How to Install Roof Shingles - Three Valley Tips

If you're serious about learning how to install roof shingles, you've come to the right place. But first let me tell you about a job I was on many years ago in Cape Coral, Florida...

It was a brand new house with a shingle roof. It also had a complicated roof design and six valleys. The builder went a little too far cost-cutting and hired a couple of day-laborers to shingle the house. He had paid them just $10 per square for 30 squares, a total of $300. All was fine and dandy until the first rain... when all six valleys leaked!

Of course the day laborers were long gone by then, which is just as well according to Einstein. He said that some problems can't be solved with the same mentality which created them in the first place! This was one of those problems.
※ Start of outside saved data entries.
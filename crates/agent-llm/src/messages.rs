//! Message types for LLM communication
//!
//! Pipeline stages exchange plain text with the model, so a message is a role
//! plus a text body. The system prompt travels separately on the request.

use serde::{Deserialize, Serialize};

/// Message role in a conversation
#[derive(Debug, Clone, Copy, PartialEq, Eq, Serialize, Deserialize)]
#[serde(rename_all = "lowercase")]
pub enum Role {
    /// User message
    User,
    /// Assistant message
    Assistant,
    /// System message (handled separately in some providers)
    System,
}

impl Role {
    /// Wire name of the role
    pub fn as_str(&self) -> &'static str {
        match self {
            Role::User => "user",
            Role::Assistant => "assistant",
            Role::System => "system",
        }
    }
}

/// A message in the conversation
#[derive(Debug, Clone, PartialEq, Eq, Serialize, Deserialize)]
pub struct Message {
    /// Message role
    pub role: Role,

    /// Message content
    pub content: String,
}

impl Message {
    /// Create a user message with text
    pub fn user(text: impl Into<String>) -> Self {
        Self {
            role: Role::User,
            content: text.into(),
        }
    }

    /// Create an assistant message with text
    pub fn assistant(text: impl Into<String>) -> Self {
        Self {
            role: Role::Assistant,
            content: text.into(),
        }
    }

    /// Create a system message with text
    pub fn system(text: impl Into<String>) -> Self {
        Self {
            role: Role::System,
            content: text.into(),
        }
    }

    /// Text content, or `None` when the model returned nothing
    pub fn text(&self) -> Option<&str> {
        if self.content.is_empty() {
            None
        } else {
            Some(&self.content)
        }
    }
}
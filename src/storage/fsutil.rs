//! Filesystem primitives shared by the backends.
//!
//! All functions map I/O failures onto [`Error::OperationFailed`]; callers
//! decide whether a failure aborts the surrounding operation or is logged
//! and skipped.

use crate::{Error, Result};
use std::fs;
use std::path::{Path, PathBuf};

/// Returns whether `path` exists.
pub(crate) fn exists(path: &Path) -> bool {
    path.exists()
}

/// Reads a file fully, `None` when it is absent.
pub(crate) fn read_to_string(path: &Path) -> Result<Option<String>> {
    if !path.exists() {
        return Ok(None);
    }
    fs::read_to_string(path)
        .map(Some)
        .map_err(|e| Error::OperationFailed {
            operation: "read_file".to_string(),
            cause: e.to_string(),
        })
}

/// Atomically replaces `path` with `data`.
///
/// Writes to a `.tmp` sibling first and renames over the target, so a crash
/// mid-write cannot corrupt the previous contents.
pub(crate) fn write_atomic(path: &Path, data: &str) -> Result<()> {
    let tmp = with_suffix(path, ".tmp");
    fs::write(&tmp, data).map_err(|e| Error::OperationFailed {
        operation: "write_temp_file".to_string(),
        cause: e.to_string(),
    })?;
    fs::rename(&tmp, path).map_err(|e| Error::OperationFailed {
        operation: "commit_temp_file".to_string(),
        cause: e.to_string(),
    })
}

/// Renames `from` to `to`.
pub(crate) fn rename(from: &Path, to: &Path) -> Result<()> {
    fs::rename(from, to).map_err(|e| Error::OperationFailed {
        operation: "rename_file".to_string(),
        cause: e.to_string(),
    })
}

/// Deletes `path`. With `ignore_absent`, a missing file is not an error.
pub(crate) fn remove(path: &Path, ignore_absent: bool) -> Result<()> {
    match fs::remove_file(path) {
        Ok(()) => Ok(()),
        Err(e) if ignore_absent && e.kind() == std::io::ErrorKind::NotFound => Ok(()),
        Err(e) => Err(Error::OperationFailed {
            operation: "remove_file".to_string(),
            cause: e.to_string(),
        }),
    }
}

/// Appends `suffix` to a full path, keeping the original extension.
pub(crate) fn with_suffix(path: &Path, suffix: &str) -> PathBuf {
    let mut os = path.as_os_str().to_os_string();
    os.push(suffix);
    PathBuf::from(os)
}

/// Checks that a database or collection name is safe to embed in file names
/// and quoted SQL identifiers.
///
/// Only alphanumerics, dashes, and underscores are allowed; this is the
/// barrier against path traversal and identifier injection.
pub(crate) fn is_safe_name(name: &str) -> bool {
    !name.is_empty()
        && name.len() <= 255
        && name
            .chars()
            .all(|c| c.is_alphanumeric() || c == '-' || c == '_')
}
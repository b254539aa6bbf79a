//! `SQLite` persistence backend.
//!
//! One table per database name, rows `(name, data)` keyed by the qualified
//! name: the database name itself for the metadata row,
//! `<database>.<collection>` for collection rows.
//!
//! This backend also owns two protocols the file backend does not have:
//! - **Migration**: a load under a non-sqlite store configuration consumes
//!   the `SQLite` store and renames it aside with a `.migrated` suffix,
//!   keeping a forensic copy.
//! - **Corruption recovery**: a store that fails `PRAGMA integrity_check` is
//!   escalated to the injected [`RecoveryHandler`]; there is no silent
//!   repair path.

mod registry;

use crate::config::{StorageKind, StoreConfig};
use crate::models::{Collection, Database, StoredDatabase};
use crate::storage::recovery::{CorruptionAction, RecoveryHandler};
use crate::storage::{DatabaseBackend, fsutil, record_operation_metrics};
use crate::{Error, Result};
use registry::{ConnectionRegistry, Slot};
use rusqlite::{Connection, params};
use std::collections::{HashMap, HashSet};
use std::path::{Path, PathBuf};
use std::time::Instant;

/// `SQLite` persistence backend.
pub struct SqliteBackend {
    dir: PathBuf,
    kind: StorageKind,
    allow_partial: bool,
    delete_after_load: bool,
    registry: ConnectionRegistry,
    recovery: Box<dyn RecoveryHandler>,
}

impl SqliteBackend {
    /// Creates a `SQLite` backend over the configured directory.
    ///
    /// `config.kind` is kept because load behaves differently when the store
    /// is configured away from sqlite (migration instead of registration).
    #[must_use]
    pub fn new(config: &StoreConfig, recovery: Box<dyn RecoveryHandler>) -> Self {
        Self {
            dir: config.dir.clone(),
            kind: config.kind,
            allow_partial: config.allow_partial,
            delete_after_load: config.delete_after_load,
            registry: ConnectionRegistry::default(),
            recovery,
        }
    }

    fn db_path(&self, name: &str) -> PathBuf {
        self.dir.join(format!("{name}.sqlite"))
    }

    /// Closes and tombstones the connection for `name`, if one is open.
    ///
    /// # Errors
    ///
    /// Currently infallible; the underlying close failure is logged, not
    /// propagated, so shutdown paths cannot stall on it.
    pub fn close(&self, name: &str) -> Result<()> {
        if let Some(conn) = self.registry.take_for_close(name) {
            Self::close_connection(conn, name, "close requested");
        }
        Ok(())
    }

    fn close_connection(conn: Connection, name: &str, reason: &str) {
        tracing::debug!(name, reason, "closing sqlite connection");
        if let Err((_, error)) = conn.close() {
            tracing::error!(name, %error, "closing sqlite connection failed");
        }
    }

    /// Opens `name` and verifies its integrity.
    ///
    /// On a failed check the handle is closed and the [`RecoveryHandler`]
    /// decides: quit, reset (rename the store aside, one fatal retry), or
    /// quit-discard (rename aside under a distinct suffix, no retry).
    fn open_checked(&self, name: &str, fatal: bool) -> Result<Connection> {
        let path = self.db_path(name);
        tracing::debug!(name, path = %path.display(), fatal, "opening sqlite store");

        let error = match Self::try_open(&path) {
            Ok(conn) => return Ok(conn),
            Err(cause) => Error::Integrity {
                name: name.to_string(),
                cause,
            },
        };

        tracing::error!(name, %error, fatal, "sqlite store failed integrity check");
        if fatal {
            return Err(error);
        }

        match self.recovery.decide(name, &error) {
            CorruptionAction::Quit => self.recovery.terminate(false),
            CorruptionAction::Reset => {
                if fsutil::exists(&path) {
                    fsutil::rename(&path, &fsutil::with_suffix(&path, ".discarded"))?;
                }
                self.open_checked(name, true)
            },
            CorruptionAction::QuitDiscard => {
                if fsutil::exists(&path) {
                    // Keep the evidence under a distinct suffix before quitting.
                    if let Err(error) =
                        fsutil::rename(&path, &fsutil::with_suffix(&path, ".corrupt"))
                    {
                        tracing::error!(name, %error, "could not set corrupt store aside");
                    }
                }
                self.recovery.terminate(true)
            },
        }
    }

    /// Opens the file and runs the health check; any error or a non-"ok"
    /// verdict counts as corruption.
    fn try_open(path: &Path) -> std::result::Result<Connection, String> {
        let conn = Connection::open(path).map_err(|e| e.to_string())?;
        let verdict: String = conn
            .query_row("PRAGMA integrity_check", [], |row| row.get(0))
            .map_err(|e| e.to_string())?;
        if verdict.eq_ignore_ascii_case("ok") {
            Ok(conn)
        } else {
            Err(format!("integrity check reported '{verdict}'"))
        }
    }

    fn load_inner(&self, name: &str) -> Result<Option<Database>> {
        let path = self.db_path(name);
        let exists = fsutil::exists(&path);
        tracing::debug!(name, exists, "sqlite load");

        // A file-mode deployment probing for a migration source must not
        // create a relational artifact as a side effect.
        if !exists && self.kind != StorageKind::Sqlite {
            return Ok(None);
        }

        let conn = self.open_checked(name, false)?;
        conn.execute(
            &format!(
                r#"CREATE TABLE IF NOT EXISTS "{name}" (name TEXT PRIMARY KEY NOT NULL, data TEXT NOT NULL)"#
            ),
            [],
        )
        .map_err(|e| Error::OperationFailed {
            operation: "create_table".to_string(),
            cause: e.to_string(),
        })?;

        let (stored, mut rows, row_count) = Self::scan_rows(&conn, name)?;

        let mut failed = false;
        let db = if let Some(stored) = stored {
            let mut collections = Vec::with_capacity(stored.collections.len());
            let mut missing = Vec::new();
            for qualified in &stored.collections {
                match rows.remove(qualified) {
                    Some(coll) => collections.push(coll),
                    None => missing.push(qualified.clone()),
                }
            }
            if !missing.is_empty() {
                failed = !self.allow_partial;
                tracing::error!(name, ?missing, "collection rows missing");
            }
            Some(Database {
                collections,
                meta: stored.meta,
            })
        } else if exists && row_count > 0 {
            // Collection rows without a metadata row: the table is corrupt.
            tracing::error!(name, rows = row_count, "metadata row missing");
            failed = true;
            None
        } else {
            tracing::debug!(name, "new database");
            None
        };

        if self.kind == StorageKind::Sqlite {
            if failed || self.delete_after_load {
                conn.execute(&format!(r#"DELETE FROM "{name}""#), [])
                    .map_err(|e| Error::OperationFailed {
                        operation: "clear_table".to_string(),
                        cause: e.to_string(),
                    })?;
            }
            self.registry.register(name, conn);
        } else {
            // Migration away from sqlite: consume the store and keep a
            // forensic copy; no connection is registered.
            Self::close_connection(conn, name, "migrated");
            fsutil::rename(&path, &fsutil::with_suffix(&path, ".migrated"))?;
            tracing::debug!(name, kind = self.kind.as_str(), "sqlite store migrated");
        }

        if failed {
            tracing::error!(name, "sqlite load failed, treating as empty");
            return Ok(None);
        }
        Ok(db)
    }

    /// Scans every row ordered by key. The row keyed by the database name is
    /// the metadata blob; everything else is a candidate collection, forced
    /// dirty and flagged as a full copy for the consumer.
    #[allow(clippy::type_complexity)]
    fn scan_rows(
        conn: &Connection,
        name: &str,
    ) -> Result<(Option<StoredDatabase>, HashMap<String, Collection>, usize)> {
        let mut stmt = conn
            .prepare(&format!(
                r#"SELECT name, data FROM "{name}" ORDER BY name ASC"#
            ))
            .map_err(|e| Error::OperationFailed {
                operation: "prepare_scan".to_string(),
                cause: e.to_string(),
            })?;
        let rows = stmt
            .query_map([], |row| {
                Ok((row.get::<_, String>(0)?, row.get::<_, String>(1)?))
            })
            .map_err(|e| Error::OperationFailed {
                operation: "scan_rows".to_string(),
                cause: e.to_string(),
            })?;

        let mut stored = None;
        let mut collections = HashMap::new();
        let mut count = 0usize;
        for row in rows {
            let (key, data) = row.map_err(|e| Error::OperationFailed {
                operation: "scan_row".to_string(),
                cause: e.to_string(),
            })?;
            count += 1;
            if key == name {
                stored = Some(serde_json::from_str::<StoredDatabase>(&data).map_err(|e| {
                    Error::OperationFailed {
                        operation: "deserialize_metadata".to_string(),
                        cause: e.to_string(),
                    }
                })?);
            } else {
                let mut coll: Collection =
                    serde_json::from_str(&data).map_err(|e| Error::OperationFailed {
                        operation: "deserialize_collection".to_string(),
                        cause: e.to_string(),
                    })?;
                coll.mark_rehydrated();
                coll.dirty = true;
                collections.insert(key, coll);
            }
        }
        Ok((stored, collections, count))
    }

    fn export_inner(&self, name: &str, db: &Database) -> Result<()> {
        let slots = self.registry.lock();
        let conn = match slots.get(name) {
            Some(Slot::Open(conn)) => conn,
            Some(Slot::Closed) => {
                tracing::error!(name, "export attempted after close, dropping");
                return Ok(());
            },
            None => {
                tracing::error!(name, "export to unopened sqlite store, dropping");
                return Ok(());
            },
        };

        conn.execute("BEGIN IMMEDIATE", [])
            .map_err(|e| Error::OperationFailed {
                operation: "begin_transaction".to_string(),
                cause: e.to_string(),
            })?;

        let result = Self::write_rows(conn, name, db);

        if result.is_ok() {
            conn.execute("COMMIT", [])
                .map_err(|e| Error::OperationFailed {
                    operation: "commit_transaction".to_string(),
                    cause: e.to_string(),
                })?;
        } else {
            let _ = conn.execute("ROLLBACK", []);
        }

        result
    }

    /// Upserts every dirty or not-yet-present collection row, then the
    /// metadata row (always, independent of dirtiness).
    fn write_rows(conn: &Connection, name: &str, db: &Database) -> Result<()> {
        let mut stmt = conn
            .prepare(&format!(r#"SELECT name FROM "{name}""#))
            .map_err(|e| Error::OperationFailed {
                operation: "prepare_existing_keys".to_string(),
                cause: e.to_string(),
            })?;
        let existing: HashSet<String> = stmt
            .query_map([], |row| row.get(0))
            .map_err(|e| Error::OperationFailed {
                operation: "existing_keys".to_string(),
                cause: e.to_string(),
            })?
            .filter_map(std::result::Result::ok)
            .collect();
        drop(stmt);

        for coll in &db.collections {
            let qualified = coll.qualified_name(name);
            if coll.dirty || !existing.contains(&qualified) {
                let data = serde_json::to_string(coll).map_err(|e| Error::OperationFailed {
                    operation: "serialize_collection".to_string(),
                    cause: e.to_string(),
                })?;
                conn.execute(
                    &format!(r#"REPLACE INTO "{name}" (name, data) VALUES (?1, ?2)"#),
                    params![qualified, data],
                )
                .map_err(|e| Error::OperationFailed {
                    operation: "upsert_collection".to_string(),
                    cause: e.to_string(),
                })?;
            }
        }

        let stored =
            serde_json::to_string(&StoredDatabase::qualified(name, db)).map_err(|e| {
                Error::OperationFailed {
                    operation: "serialize_metadata".to_string(),
                    cause: e.to_string(),
                }
            })?;
        conn.execute(
            &format!(r#"REPLACE INTO "{name}" (name, data) VALUES (?1, ?2)"#),
            params![name, stored],
        )
        .map_err(|e| Error::OperationFailed {
            operation: "upsert_metadata".to_string(),
            cause: e.to_string(),
        })?;

        Ok(())
    }
}

impl DatabaseBackend for SqliteBackend {
    fn load(&self, name: &str) -> Result<Option<Database>> {
        let start = Instant::now();
        let result = self.load_inner(name);
        let status = if result.is_ok() { "success" } else { "error" };
        record_operation_metrics("sqlite", "load", start, status);
        result
    }

    fn export(&self, name: &str, db: &Database) -> Result<()> {
        let start = Instant::now();
        let result = self.export_inner(name, db);
        let status = if result.is_ok() { "success" } else { "error" };
        record_operation_metrics("sqlite", "export", start, status);
        result
    }
}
That's when the builder called the small, but reputable roofing company I worked for.

The valley errors were all pretty obvious... and typical of the ones that rookies and poorly-trained roofers make. I will say this for them... they were consistent. All six valleys had exactly the same problems. And all six had to be completely re-laid, costing the builder more much more than he paid for the entire roof.

One of your biggest challenges when roofing your own home is the valleys. After repairing hundreds of them over the years, I see the same mistakes over and over. Here are the three most common problems... and how to avoid them!

How to Install Roof Shingles - Valley Tip #1

Valleys fill up with water during a big shower and some water ends up under the shingles. If the shingle nails are too close to the center of the valley, you can get a leak. That nail pattern you see on the shingle wrappers doesn't apply to the valleys. Keep your nails at least 12" away from the center of the valley.

How to Install Roof Shingles - Valley Tip #2

Shingle seams can also leak when they fall right in the valley. Keep the seams at least 12" away from the center of the valley by adjusting the length of the adjacent shingles on both sides.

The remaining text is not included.